O Departamento de Estado disse em comunicado que as discussões foram “produtivas” e que as partes “concordaram sobre a estrutura e as diretrizes para o processo da área piloto, que será concluído e implementado nos próximos dias”.
Não houve nenhuma declaração imediata do Líbano ou de Israel sobre o resultado das negociações.
O Líbano e Israel anunciaram um “acordo-quadro” em 26 de Junho que estabelece planos para as forças israelitas se retirarem de grandes áreas do sul do Líbano que controlam, em troca da eliminação do grupo militante Hezbollah apoiado pelo Irão.
O acordo deverá começar com duas “áreas piloto” onde o exército israelense deverá transferir o controle para o exército libanês, que limpará a área onde está localizado o Hezbollah.
No entanto, os treinos no terreno foram encerrados antes das negociações em Roma esta semana.
O presidente libanês Joseph Aoun, que planeia visitar Washington em 21 de Julho, disse numa declaração antes do discurso de Roma que a delegação libanesa foi instruída “a exigir a retirada imediata das forças israelitas das duas áreas piloto antes de novas conversações.”
O anúncio de quarta-feira não especificou a localização das áreas piloto, mas autoridades libanesas e israelenses disseram anteriormente que incluiriam as cidades de Froun, Ghandouriyeh e Zawtar.
As áreas designadas têm sido controversas no Líbano, uma vez que as tropas israelitas estiveram inicialmente ausentes da maioria das áreas designadas, levantando questões sobre como procederia a retirada.

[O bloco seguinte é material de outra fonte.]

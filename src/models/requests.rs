use chrono::{DateTime, Utc};
use serde::{Deserialize, Serialize};
use uuid::Uuid;
use validator::{Validate, ValidationError};

use crate::models::domain::{BloodType, DonationStatus, DonationType, EmergencyRequest, Urgency};

fn validate_blood_type(value: &str) -> Result<(), ValidationError> {
    value
        .parse::<BloodType>()
        .map(|_| ())
        .map_err(|_| ValidationError::new("blood_type"))
}

/// Latitude and longitude travel together, and must be real numbers
fn validate_coordinate_pair(latitude: Option<f64>, longitude: Option<f64>) -> Result<(), ValidationError> {
    match (latitude, longitude) {
        (None, None) => Ok(()),
        (Some(lat), Some(lng)) if lat.is_finite() && lng.is_finite() => Ok(()),
        (Some(_), Some(_)) => Err(ValidationError::new("coordinate_not_finite")),
        _ => Err(ValidationError::new("coordinate_pair")),
    }
}

fn validate_register_coordinates(req: &RegisterDonorRequest) -> Result<(), ValidationError> {
    validate_coordinate_pair(req.latitude, req.longitude)
}

fn validate_update_coordinates(req: &UpdateDonorRequest) -> Result<(), ValidationError> {
    validate_coordinate_pair(req.latitude, req.longitude)
}

fn validate_request_coordinates(req: &EmergencyRequestBody) -> Result<(), ValidationError> {
    validate_coordinate_pair(req.latitude, req.longitude)
}

/// Request to register a donor
#[derive(Debug, Clone, Serialize, Deserialize, Validate)]
#[serde(rename_all = "camelCase")]
#[validate(schema(function = "validate_register_coordinates"))]
pub struct RegisterDonorRequest {
    #[validate(length(min = 1))]
    pub id: String,
    #[validate(length(min = 1))]
    pub name: String,
    #[validate(custom(function = "validate_blood_type"))]
    pub blood_type: String,
    #[serde(default)]
    pub city: Option<String>,
    #[serde(default)]
    #[validate(range(min = -90.0, max = 90.0))]
    pub latitude: Option<f64>,
    #[serde(default)]
    #[validate(range(min = -180.0, max = 180.0))]
    pub longitude: Option<f64>,
    #[serde(default)]
    pub phone: Option<String>,
    #[serde(default = "default_true")]
    pub is_active: bool,
}

fn default_true() -> bool {
    true
}

/// Partial update of a donor's mutable fields
///
/// A coordinate is replaced as a whole: both halves or neither.
#[derive(Debug, Clone, Default, Serialize, Deserialize, Validate)]
#[serde(rename_all = "camelCase")]
#[validate(schema(function = "validate_update_coordinates"))]
pub struct UpdateDonorRequest {
    #[serde(default)]
    pub is_active: Option<bool>,
    #[serde(default)]
    pub city: Option<String>,
    #[serde(default)]
    #[validate(range(min = -90.0, max = 90.0))]
    pub latitude: Option<f64>,
    #[serde(default)]
    #[validate(range(min = -180.0, max = 180.0))]
    pub longitude: Option<f64>,
}

/// Request to record a donation
#[derive(Debug, Clone, Serialize, Deserialize, Validate)]
#[serde(rename_all = "camelCase")]
pub struct RecordDonationRequest {
    #[validate(length(min = 1))]
    pub donor_id: String,
    /// Defaults to now
    #[serde(default)]
    pub donated_at: Option<DateTime<Utc>>,
    pub donation_type: DonationType,
    /// Defaults to pending
    #[serde(default)]
    pub status: Option<DonationStatus>,
}

#[derive(Debug, Clone, Serialize, Deserialize)]
pub struct UpdateDonationStatusRequest {
    pub status: DonationStatus,
}

/// Body describing an emergency request
#[derive(Debug, Clone, Serialize, Deserialize, Validate)]
#[serde(rename_all = "camelCase")]
#[validate(schema(function = "validate_request_coordinates"))]
pub struct EmergencyRequestBody {
    #[validate(custom(function = "validate_blood_type"))]
    pub blood_type: String,
    #[serde(default = "default_units")]
    #[validate(range(min = 1, max = 100))]
    pub units_required: u32,
    #[serde(default = "default_urgency")]
    pub urgency: Urgency,
    #[serde(default)]
    pub location: Option<String>,
    #[serde(default)]
    #[validate(range(min = -90.0, max = 90.0))]
    pub latitude: Option<f64>,
    #[serde(default)]
    #[validate(range(min = -180.0, max = 180.0))]
    pub longitude: Option<f64>,
}

fn default_units() -> u32 {
    1
}

fn default_urgency() -> Urgency {
    Urgency::Medium
}

impl EmergencyRequestBody {
    pub fn into_request(self) -> EmergencyRequest {
        EmergencyRequest {
            id: Uuid::new_v4(),
            blood_type: self.blood_type,
            units_required: self.units_required,
            urgency: self.urgency,
            location: self.location,
            latitude: self.latitude,
            longitude: self.longitude,
            created_at: Utc::now(),
        }
    }
}

/// Ad hoc matching for a request that is not stored
#[derive(Debug, Clone, Serialize, Deserialize, Validate)]
#[serde(rename_all = "camelCase")]
pub struct FindMatchesRequest {
    #[validate(nested)]
    pub request: EmergencyRequestBody,
    #[serde(default)]
    #[validate(range(min = 1.0, max = 500.0))]
    pub max_distance_km: Option<f64>,
    #[serde(default)]
    pub limit: Option<u16>,
    #[serde(default)]
    pub exclude_imprecise: bool,
    #[serde(default)]
    pub jitter_seed: Option<u64>,
}

/// Query string for stored-request matching
#[derive(Debug, Clone, Default, Serialize, Deserialize)]
#[serde(rename_all = "camelCase")]
pub struct MatchesQuery {
    #[serde(default)]
    pub limit: Option<u16>,
    #[serde(default)]
    pub max_distance_km: Option<f64>,
}

/// AI re-ranking of matches, for a stored or inline request
#[derive(Debug, Clone, Serialize, Deserialize, Validate)]
#[serde(rename_all = "camelCase")]
pub struct SmartMatchingRequest {
    #[serde(default)]
    pub request_id: Option<Uuid>,
    #[serde(default)]
    #[validate(nested)]
    pub request: Option<EmergencyRequestBody>,
    #[serde(default = "default_smart_limit")]
    #[validate(range(min = 1, max = 20))]
    pub limit: u16,
}

fn default_smart_limit() -> u16 {
    5
}

/// AI demand prediction for a city
#[derive(Debug, Clone, Serialize, Deserialize, Validate)]
#[serde(rename_all = "camelCase")]
pub struct BloodPredictionRequest {
    #[validate(length(min = 1))]
    pub city: String,
    #[serde(default)]
    pub blood_type: Option<String>,
    #[serde(default = "default_horizon")]
    #[validate(range(min = 1, max = 90))]
    pub horizon_days: u16,
}

fn default_horizon() -> u16 {
    7
}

O exército libanês pressionou por uma área maior para a força aérea e incluiu mais áreas controladas pelo exército israelense.
A última guerra entre Israel e o Hezbollah começou quando o Hezbollah disparou um foguete através da fronteira em 2 de março, dois dias depois de os EUA e Israel atacarem o Irão.
O Hezbollah e o Irão procuraram ligar o fim da guerra no Líbano ao resultado das negociações EUA-Irão. O governo libanês, tentando minimizar a influência do Irão, pretendia separar as duas estradas e negociar um cessar-fogo directamente com Israel.
O acordo Líbano-Israel de 26 de Junho também prevê um passo em direcção a um acordo de paz entre os dois países – que tecnicamente permanecem em guerra quase 80 anos após a fundação de Israel.
O Departamento de Estado disse que após a implementação das zonas piloto, “prosseguiremos com a discussão técnica da expansão… com o objectivo de alcançar um acordo abrangente entre Israel e o Líbano.”
O Hezbollah opõe-se fortemente às conversações directas Líbano-Israel e diz que não respeitará o acordo e não tem intenção de desarmar. As autoridades israelitas, por outro lado, declararam publicamente que pretendem ocupar o sul do Líbano.
Sewell escreve para a Associated Press. O redator da AP, Farnoush Amiri, de Nova York, contribuiu para este relatório.